Cagece inicia mudanças para viabilizar abertura de capital

As alterações na estrutura da companhia começaram em 2019, mas os detalhes ainda não podem ser divulgados

Legenda: A ampliação do sistema de abastecimento de água é uma das metas da abertura de capital da Cagece
Foto: Foto: Deivyson Teixeira

A Companhia de Água e Esgoto do Ceará (Cagece) iniciou a implementação de mudanças internas para viabilizar a abertura de capital para a iniciativa privada. Com o pedido de registro de oferta pública feito na Comissão de Valores Mobiliários (CVM), entretanto, a Cagece não pode divulgar detalhes sobre o processo.

"Essa é uma operação em que nós temos que seguir regras.
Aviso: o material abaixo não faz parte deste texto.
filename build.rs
fn main() {
    built::write_built_file().expect("Failed to acquire build-time information");
}
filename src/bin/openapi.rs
use anyhow::Result;

fn main() -> Result<()> {
    let doc = warden::api::openapi();
    let json = serde_json::to_string_pretty(&doc)?;
    println!("{json}");
    Ok(())
}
Para acessar o mercado de capitais e os investidores, tudo que falarmos sobre operações, tem que ser por meio da CVM", explica Neuri Freitas, presidente da companhia.

A meta da abertura, continua ele, é a melhoria do serviço para a população. "Se tudo se efetivar, nós teremos mais recursos para aplicar nos sistemas, para ampliar a rede de esgoto e para melhorar redes de água", ressalta.

A melhoria na governança da companhia também deve ser aprimorada com a entrada da Cagece na CVM e na Bolsa de Valores, aponta Freitas. Antes disso, são necessários alguns ajustes na estrutura da companhia para adequação às regras da CVM.

Para isto, ainda no dia 30 de dezembro, foram realizadas duas Assembleias Gerais Extraordinárias para discutir e votar alterações no seu Estatuto Social e a sua Estrutura Administrativa. "Essas reuniões também estão dentro desse escopo. As mudanças são para atender algumas regras que são exigidas pela CVM. São mudanças de questões estatutárias, alguns dispositivos internos e normas", informa Neuri Freitas. Os detalhes, contudo, ainda são sigilosos.

Aprovação

A iniciativa de abertura de capital ocorre após aprovação pelos deputados estaduais, em setembro de 2019, de redução da participação acionária do Estado na Cagece.

Na proposta do Executivo, a justificativa é de contribuir com os "imensos desafios para a universalização e para a prestação dos serviços de abastecimento de água e de esgotamento sanitário".

Em 2018, 40,9% dos 151 municípios cearenses assistidos contam com o sistema de esgoto instalado, o que totalizaria cerca de 59% de falta de cobertura nessas localidades.